Collected data entries
###

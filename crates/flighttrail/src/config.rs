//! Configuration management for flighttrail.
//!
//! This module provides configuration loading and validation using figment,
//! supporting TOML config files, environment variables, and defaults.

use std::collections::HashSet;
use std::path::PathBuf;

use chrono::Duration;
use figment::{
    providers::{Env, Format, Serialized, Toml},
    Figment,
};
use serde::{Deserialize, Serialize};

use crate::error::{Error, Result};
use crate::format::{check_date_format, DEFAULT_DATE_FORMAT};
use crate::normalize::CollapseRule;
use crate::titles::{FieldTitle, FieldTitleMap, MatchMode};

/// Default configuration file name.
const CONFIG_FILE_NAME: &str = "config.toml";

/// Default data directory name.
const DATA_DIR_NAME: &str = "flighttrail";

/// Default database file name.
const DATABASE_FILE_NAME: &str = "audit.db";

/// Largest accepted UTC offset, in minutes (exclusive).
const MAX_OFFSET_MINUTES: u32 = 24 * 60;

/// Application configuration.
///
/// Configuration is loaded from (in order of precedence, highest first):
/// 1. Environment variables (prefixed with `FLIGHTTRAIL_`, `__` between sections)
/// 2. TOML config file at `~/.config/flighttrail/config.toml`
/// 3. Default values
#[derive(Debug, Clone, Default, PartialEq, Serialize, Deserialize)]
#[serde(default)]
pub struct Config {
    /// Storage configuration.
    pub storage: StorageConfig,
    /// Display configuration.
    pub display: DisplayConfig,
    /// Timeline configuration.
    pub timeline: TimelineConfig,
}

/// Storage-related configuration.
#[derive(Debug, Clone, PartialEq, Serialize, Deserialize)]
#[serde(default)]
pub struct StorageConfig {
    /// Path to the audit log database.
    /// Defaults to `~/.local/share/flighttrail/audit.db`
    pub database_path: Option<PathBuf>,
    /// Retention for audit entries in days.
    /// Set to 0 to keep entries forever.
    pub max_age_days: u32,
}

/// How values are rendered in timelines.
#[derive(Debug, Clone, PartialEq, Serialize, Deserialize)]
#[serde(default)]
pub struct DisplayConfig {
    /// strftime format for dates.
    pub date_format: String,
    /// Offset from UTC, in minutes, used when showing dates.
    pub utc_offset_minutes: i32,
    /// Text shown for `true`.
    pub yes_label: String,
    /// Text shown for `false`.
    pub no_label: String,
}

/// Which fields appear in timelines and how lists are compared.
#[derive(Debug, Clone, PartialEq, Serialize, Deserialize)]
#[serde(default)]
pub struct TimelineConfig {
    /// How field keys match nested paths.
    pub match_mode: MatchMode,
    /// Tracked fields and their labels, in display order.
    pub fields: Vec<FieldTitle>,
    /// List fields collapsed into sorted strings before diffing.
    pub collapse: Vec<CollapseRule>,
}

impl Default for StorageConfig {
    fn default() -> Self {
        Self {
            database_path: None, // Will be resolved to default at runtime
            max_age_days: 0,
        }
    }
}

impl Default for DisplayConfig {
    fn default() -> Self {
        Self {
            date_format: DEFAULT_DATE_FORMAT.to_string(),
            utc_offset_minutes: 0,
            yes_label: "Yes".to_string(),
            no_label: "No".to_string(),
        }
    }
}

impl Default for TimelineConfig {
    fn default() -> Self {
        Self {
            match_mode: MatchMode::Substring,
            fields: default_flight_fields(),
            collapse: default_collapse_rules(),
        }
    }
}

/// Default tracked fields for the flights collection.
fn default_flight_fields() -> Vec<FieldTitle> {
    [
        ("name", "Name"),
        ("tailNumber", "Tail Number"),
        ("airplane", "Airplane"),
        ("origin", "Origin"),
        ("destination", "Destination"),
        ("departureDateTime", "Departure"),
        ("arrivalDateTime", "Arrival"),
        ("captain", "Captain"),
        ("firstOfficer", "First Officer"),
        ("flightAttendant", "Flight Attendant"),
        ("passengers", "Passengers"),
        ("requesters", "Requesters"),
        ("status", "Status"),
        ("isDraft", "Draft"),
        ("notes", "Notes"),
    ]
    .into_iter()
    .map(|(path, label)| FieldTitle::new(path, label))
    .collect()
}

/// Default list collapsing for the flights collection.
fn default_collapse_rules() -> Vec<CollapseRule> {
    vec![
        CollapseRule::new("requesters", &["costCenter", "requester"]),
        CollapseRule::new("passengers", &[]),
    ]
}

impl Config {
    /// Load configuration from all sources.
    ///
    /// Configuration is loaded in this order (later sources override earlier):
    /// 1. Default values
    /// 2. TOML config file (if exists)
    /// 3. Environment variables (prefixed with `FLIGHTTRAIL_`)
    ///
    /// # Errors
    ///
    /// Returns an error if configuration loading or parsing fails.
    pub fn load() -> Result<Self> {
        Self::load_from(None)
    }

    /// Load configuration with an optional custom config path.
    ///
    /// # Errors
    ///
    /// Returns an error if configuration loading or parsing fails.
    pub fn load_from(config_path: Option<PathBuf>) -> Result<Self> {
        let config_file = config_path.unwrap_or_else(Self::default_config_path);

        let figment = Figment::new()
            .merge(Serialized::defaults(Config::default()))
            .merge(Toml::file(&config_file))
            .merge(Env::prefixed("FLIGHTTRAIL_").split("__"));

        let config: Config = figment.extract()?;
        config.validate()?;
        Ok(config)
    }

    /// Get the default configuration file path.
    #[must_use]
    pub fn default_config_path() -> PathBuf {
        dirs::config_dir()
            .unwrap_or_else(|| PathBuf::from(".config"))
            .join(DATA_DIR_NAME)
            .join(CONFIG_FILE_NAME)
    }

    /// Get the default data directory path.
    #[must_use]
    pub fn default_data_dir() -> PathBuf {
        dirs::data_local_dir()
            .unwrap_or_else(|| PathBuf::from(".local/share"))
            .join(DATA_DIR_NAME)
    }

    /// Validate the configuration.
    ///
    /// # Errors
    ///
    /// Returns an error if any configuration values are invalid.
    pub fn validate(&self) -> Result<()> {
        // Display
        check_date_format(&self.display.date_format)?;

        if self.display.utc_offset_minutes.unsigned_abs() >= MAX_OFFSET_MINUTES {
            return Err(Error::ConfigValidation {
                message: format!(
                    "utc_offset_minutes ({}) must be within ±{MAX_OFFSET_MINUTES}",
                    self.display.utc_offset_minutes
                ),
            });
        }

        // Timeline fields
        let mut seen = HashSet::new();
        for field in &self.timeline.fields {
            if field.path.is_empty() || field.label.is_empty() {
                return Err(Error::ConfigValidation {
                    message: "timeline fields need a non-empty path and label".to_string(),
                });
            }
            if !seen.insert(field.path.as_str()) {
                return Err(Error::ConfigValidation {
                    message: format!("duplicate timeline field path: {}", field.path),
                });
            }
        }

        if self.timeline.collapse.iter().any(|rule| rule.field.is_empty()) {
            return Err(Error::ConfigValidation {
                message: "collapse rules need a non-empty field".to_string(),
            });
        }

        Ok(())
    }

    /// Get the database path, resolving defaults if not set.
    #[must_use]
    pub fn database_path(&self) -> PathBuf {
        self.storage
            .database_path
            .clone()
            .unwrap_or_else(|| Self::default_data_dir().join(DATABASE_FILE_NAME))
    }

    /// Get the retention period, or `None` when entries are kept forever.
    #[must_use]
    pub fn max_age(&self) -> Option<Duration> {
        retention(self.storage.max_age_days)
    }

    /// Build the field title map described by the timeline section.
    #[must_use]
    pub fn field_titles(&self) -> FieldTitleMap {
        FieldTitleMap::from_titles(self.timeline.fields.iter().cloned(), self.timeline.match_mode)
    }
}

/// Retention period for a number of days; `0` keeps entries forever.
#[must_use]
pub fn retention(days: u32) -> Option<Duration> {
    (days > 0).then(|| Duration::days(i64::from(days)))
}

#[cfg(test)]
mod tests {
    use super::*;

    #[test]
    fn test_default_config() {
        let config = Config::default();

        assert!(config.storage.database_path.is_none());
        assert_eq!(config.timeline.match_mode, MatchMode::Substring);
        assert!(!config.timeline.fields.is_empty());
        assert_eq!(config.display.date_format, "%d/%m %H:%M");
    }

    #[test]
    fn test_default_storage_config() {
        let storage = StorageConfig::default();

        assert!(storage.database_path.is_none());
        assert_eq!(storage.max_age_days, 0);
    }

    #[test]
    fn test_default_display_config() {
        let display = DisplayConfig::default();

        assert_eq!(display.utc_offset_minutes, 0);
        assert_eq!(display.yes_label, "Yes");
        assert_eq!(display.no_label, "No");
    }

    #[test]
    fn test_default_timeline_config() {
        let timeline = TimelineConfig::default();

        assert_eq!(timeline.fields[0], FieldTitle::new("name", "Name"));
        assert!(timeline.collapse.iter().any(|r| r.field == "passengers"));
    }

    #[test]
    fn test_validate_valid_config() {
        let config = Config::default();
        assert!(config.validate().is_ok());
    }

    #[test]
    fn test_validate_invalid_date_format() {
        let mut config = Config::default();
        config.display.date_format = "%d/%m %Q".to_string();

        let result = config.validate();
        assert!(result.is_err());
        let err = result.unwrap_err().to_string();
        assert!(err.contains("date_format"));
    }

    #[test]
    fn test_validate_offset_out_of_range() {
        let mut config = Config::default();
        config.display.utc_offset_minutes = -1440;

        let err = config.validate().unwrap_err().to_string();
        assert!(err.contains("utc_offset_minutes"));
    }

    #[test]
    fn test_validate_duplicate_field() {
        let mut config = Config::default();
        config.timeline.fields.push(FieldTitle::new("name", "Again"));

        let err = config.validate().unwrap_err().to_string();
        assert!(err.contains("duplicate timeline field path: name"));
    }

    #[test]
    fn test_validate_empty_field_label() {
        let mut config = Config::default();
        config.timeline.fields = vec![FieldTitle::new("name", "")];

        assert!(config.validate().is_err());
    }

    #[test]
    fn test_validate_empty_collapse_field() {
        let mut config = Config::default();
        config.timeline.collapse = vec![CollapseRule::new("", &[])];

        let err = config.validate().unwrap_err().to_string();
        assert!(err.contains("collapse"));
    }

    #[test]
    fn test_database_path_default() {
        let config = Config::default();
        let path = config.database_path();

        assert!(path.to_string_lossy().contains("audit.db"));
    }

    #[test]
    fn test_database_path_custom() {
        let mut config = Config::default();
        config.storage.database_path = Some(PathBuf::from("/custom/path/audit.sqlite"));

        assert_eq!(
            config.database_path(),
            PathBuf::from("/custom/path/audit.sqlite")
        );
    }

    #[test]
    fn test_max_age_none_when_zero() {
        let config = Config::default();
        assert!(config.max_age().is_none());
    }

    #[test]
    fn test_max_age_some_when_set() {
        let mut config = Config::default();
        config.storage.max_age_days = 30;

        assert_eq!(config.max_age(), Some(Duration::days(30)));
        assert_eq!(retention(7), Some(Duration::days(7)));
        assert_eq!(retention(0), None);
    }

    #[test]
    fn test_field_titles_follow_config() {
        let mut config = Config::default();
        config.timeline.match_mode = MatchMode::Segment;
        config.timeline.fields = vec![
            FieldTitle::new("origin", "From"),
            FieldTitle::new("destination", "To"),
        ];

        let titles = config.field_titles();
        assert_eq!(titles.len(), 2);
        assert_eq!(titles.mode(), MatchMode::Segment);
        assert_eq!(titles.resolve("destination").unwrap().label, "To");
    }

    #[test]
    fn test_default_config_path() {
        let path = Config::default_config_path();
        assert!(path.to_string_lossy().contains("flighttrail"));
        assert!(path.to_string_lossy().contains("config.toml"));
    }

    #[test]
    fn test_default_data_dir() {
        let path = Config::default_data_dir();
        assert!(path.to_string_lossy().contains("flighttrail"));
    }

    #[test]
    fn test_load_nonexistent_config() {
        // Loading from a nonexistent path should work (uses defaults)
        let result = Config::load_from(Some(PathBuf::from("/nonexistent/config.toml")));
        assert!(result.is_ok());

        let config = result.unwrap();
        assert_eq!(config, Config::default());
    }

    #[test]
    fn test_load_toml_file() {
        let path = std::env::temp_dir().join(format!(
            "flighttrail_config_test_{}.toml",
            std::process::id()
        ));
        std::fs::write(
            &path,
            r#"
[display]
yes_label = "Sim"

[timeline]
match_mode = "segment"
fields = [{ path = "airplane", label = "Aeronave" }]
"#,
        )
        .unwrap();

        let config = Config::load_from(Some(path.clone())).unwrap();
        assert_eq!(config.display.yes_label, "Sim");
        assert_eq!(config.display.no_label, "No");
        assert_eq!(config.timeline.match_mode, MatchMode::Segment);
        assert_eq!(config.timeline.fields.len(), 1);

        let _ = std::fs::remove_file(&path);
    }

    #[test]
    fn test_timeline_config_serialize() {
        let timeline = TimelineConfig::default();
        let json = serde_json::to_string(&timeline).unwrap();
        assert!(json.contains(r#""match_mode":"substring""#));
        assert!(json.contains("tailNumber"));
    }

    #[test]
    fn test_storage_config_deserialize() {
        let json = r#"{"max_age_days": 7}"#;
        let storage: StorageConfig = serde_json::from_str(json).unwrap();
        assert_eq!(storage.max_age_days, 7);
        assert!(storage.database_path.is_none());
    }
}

###

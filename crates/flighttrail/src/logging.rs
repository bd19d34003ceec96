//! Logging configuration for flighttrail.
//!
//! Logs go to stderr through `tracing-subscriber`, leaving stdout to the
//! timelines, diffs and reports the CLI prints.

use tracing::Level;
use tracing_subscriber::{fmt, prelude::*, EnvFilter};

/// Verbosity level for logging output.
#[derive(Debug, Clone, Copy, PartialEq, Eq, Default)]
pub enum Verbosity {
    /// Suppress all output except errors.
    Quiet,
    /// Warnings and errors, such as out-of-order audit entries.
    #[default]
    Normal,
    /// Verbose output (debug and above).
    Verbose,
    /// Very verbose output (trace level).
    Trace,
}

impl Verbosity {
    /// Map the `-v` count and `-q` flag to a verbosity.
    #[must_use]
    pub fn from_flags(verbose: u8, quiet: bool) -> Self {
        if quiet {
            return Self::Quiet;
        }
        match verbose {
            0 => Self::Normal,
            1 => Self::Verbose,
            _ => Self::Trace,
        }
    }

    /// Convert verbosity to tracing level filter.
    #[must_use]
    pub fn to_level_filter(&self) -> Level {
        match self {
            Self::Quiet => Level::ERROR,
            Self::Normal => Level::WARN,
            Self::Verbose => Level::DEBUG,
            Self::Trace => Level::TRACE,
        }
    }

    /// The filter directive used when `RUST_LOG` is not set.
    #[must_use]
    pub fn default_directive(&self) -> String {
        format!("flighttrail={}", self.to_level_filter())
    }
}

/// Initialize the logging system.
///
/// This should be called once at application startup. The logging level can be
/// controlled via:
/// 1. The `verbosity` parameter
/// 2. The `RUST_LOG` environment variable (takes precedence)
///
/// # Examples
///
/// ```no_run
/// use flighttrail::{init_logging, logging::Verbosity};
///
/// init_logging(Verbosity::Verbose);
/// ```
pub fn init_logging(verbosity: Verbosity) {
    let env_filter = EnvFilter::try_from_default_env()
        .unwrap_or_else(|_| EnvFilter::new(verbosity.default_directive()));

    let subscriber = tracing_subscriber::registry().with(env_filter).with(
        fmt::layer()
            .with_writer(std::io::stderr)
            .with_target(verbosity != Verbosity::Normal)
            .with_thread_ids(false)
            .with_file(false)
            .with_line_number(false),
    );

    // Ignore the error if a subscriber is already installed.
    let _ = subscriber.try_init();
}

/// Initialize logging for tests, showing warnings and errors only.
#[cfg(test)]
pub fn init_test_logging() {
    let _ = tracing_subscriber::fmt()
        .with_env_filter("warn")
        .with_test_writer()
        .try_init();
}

###

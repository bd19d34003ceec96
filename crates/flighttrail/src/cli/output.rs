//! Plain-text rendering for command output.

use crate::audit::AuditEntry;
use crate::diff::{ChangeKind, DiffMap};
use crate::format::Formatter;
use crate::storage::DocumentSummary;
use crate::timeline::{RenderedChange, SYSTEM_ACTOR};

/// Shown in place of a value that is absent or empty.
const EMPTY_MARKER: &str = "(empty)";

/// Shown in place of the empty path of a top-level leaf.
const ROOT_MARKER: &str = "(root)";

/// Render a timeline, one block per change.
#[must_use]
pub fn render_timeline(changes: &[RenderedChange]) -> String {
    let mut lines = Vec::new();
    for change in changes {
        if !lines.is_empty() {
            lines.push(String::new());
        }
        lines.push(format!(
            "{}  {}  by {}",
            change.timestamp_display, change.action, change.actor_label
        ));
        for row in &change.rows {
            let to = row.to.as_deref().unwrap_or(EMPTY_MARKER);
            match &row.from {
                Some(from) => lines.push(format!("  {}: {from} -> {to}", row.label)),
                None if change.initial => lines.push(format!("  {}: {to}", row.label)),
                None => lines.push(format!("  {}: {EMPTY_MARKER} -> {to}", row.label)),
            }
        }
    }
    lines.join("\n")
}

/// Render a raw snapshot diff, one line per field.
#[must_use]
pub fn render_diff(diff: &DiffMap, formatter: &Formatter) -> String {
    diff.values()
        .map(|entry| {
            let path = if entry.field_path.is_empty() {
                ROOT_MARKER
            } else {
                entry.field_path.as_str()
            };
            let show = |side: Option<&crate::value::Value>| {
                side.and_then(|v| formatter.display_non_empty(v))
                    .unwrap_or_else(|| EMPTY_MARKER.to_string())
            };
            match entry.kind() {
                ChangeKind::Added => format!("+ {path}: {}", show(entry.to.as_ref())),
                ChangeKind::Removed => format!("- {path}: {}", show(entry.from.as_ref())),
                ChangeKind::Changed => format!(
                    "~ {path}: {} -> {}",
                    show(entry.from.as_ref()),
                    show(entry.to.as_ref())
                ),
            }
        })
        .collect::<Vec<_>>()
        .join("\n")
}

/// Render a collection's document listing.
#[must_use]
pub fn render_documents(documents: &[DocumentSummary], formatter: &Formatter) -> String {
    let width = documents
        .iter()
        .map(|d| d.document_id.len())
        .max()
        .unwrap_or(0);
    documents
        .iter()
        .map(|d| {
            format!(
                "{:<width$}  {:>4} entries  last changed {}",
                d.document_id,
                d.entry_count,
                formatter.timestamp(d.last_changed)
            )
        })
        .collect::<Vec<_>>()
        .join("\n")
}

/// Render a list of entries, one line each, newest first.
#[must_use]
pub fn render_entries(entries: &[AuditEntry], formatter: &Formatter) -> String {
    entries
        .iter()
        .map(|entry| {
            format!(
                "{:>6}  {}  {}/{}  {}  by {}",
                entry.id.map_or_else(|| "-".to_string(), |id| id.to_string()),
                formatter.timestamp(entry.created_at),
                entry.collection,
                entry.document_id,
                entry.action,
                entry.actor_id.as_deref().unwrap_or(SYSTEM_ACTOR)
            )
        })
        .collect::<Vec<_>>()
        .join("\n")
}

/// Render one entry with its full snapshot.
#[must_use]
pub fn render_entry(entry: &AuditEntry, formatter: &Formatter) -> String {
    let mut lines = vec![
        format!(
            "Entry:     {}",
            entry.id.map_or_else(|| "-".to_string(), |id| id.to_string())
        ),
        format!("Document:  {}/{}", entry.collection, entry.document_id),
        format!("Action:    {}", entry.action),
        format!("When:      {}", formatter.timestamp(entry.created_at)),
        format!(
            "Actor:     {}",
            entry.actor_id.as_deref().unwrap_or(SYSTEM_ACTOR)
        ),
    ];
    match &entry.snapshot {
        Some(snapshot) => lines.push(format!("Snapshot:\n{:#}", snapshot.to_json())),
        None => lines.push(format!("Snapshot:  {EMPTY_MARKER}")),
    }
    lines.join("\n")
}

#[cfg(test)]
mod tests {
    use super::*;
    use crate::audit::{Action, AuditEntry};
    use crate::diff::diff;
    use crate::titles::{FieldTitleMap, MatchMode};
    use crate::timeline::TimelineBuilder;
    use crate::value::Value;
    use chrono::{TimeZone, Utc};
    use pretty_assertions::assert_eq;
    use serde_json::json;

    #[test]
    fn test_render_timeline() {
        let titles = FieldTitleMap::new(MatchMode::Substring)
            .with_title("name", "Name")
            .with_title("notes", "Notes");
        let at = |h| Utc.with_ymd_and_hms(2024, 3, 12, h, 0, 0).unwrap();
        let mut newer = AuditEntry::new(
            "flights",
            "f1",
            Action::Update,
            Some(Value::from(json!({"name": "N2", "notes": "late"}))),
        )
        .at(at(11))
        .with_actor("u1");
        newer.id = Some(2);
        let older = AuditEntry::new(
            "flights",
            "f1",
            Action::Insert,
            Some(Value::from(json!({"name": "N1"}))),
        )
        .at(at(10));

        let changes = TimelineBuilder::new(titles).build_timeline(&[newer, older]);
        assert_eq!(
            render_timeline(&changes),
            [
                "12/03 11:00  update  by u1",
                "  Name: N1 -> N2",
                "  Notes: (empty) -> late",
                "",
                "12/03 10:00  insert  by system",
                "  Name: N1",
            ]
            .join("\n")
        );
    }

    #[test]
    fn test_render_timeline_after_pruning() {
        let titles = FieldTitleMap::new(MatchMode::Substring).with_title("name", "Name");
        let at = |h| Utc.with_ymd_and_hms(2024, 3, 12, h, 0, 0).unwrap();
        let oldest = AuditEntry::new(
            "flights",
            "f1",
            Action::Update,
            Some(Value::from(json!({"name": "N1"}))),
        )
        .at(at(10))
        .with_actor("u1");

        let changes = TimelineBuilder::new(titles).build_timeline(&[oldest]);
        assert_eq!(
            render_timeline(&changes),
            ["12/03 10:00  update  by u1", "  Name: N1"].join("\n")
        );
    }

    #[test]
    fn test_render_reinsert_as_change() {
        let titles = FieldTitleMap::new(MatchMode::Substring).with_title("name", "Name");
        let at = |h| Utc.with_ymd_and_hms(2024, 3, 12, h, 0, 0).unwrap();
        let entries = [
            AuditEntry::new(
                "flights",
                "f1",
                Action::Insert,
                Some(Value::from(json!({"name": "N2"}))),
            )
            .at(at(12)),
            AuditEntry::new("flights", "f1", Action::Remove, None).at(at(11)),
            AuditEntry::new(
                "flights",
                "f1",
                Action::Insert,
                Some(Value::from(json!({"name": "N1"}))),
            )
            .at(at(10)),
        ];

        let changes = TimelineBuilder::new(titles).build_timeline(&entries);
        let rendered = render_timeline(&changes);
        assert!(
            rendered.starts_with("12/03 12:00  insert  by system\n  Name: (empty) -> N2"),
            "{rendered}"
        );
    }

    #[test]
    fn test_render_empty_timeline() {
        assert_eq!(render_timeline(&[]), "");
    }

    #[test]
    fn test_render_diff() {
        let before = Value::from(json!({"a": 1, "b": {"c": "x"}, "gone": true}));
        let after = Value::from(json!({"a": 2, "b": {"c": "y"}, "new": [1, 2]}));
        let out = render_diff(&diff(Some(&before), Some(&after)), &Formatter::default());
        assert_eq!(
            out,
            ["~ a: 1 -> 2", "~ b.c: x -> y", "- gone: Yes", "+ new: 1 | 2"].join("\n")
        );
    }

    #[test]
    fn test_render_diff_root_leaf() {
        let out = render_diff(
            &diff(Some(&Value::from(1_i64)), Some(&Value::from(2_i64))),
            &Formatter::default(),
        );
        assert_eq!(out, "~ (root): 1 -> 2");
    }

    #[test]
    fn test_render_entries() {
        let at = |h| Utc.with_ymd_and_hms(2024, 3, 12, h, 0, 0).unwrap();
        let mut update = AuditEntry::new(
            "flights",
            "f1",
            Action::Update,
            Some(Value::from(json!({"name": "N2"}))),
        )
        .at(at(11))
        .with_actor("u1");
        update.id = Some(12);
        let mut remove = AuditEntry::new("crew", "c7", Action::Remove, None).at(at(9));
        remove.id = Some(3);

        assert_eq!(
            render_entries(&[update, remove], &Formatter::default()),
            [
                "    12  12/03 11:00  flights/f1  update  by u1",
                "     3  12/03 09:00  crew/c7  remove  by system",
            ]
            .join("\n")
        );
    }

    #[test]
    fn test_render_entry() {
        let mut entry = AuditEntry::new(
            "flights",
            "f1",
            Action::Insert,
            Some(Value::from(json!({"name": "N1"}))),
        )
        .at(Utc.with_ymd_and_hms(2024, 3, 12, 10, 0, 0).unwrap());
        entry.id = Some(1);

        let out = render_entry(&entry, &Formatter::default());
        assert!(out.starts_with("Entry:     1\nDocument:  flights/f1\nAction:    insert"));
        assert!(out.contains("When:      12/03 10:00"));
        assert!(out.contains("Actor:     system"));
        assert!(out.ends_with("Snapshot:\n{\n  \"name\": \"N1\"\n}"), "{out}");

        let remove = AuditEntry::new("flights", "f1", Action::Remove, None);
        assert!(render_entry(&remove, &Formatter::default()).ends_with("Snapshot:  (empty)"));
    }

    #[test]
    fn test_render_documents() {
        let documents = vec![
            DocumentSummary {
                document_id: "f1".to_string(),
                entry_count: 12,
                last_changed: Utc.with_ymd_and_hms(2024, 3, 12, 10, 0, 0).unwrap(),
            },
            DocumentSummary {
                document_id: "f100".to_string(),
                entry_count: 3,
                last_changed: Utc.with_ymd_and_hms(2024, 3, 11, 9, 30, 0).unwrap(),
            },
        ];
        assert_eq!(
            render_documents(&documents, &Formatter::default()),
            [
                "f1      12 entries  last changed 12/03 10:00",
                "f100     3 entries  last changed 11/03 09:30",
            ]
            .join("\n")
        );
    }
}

###

Exercise instructions: Search the entries for the string "place" and collect each line that has it.

Solution:
/// Shown in place of a value that is absent or empty.
/// Shown in place of the empty path of a top-level leaf.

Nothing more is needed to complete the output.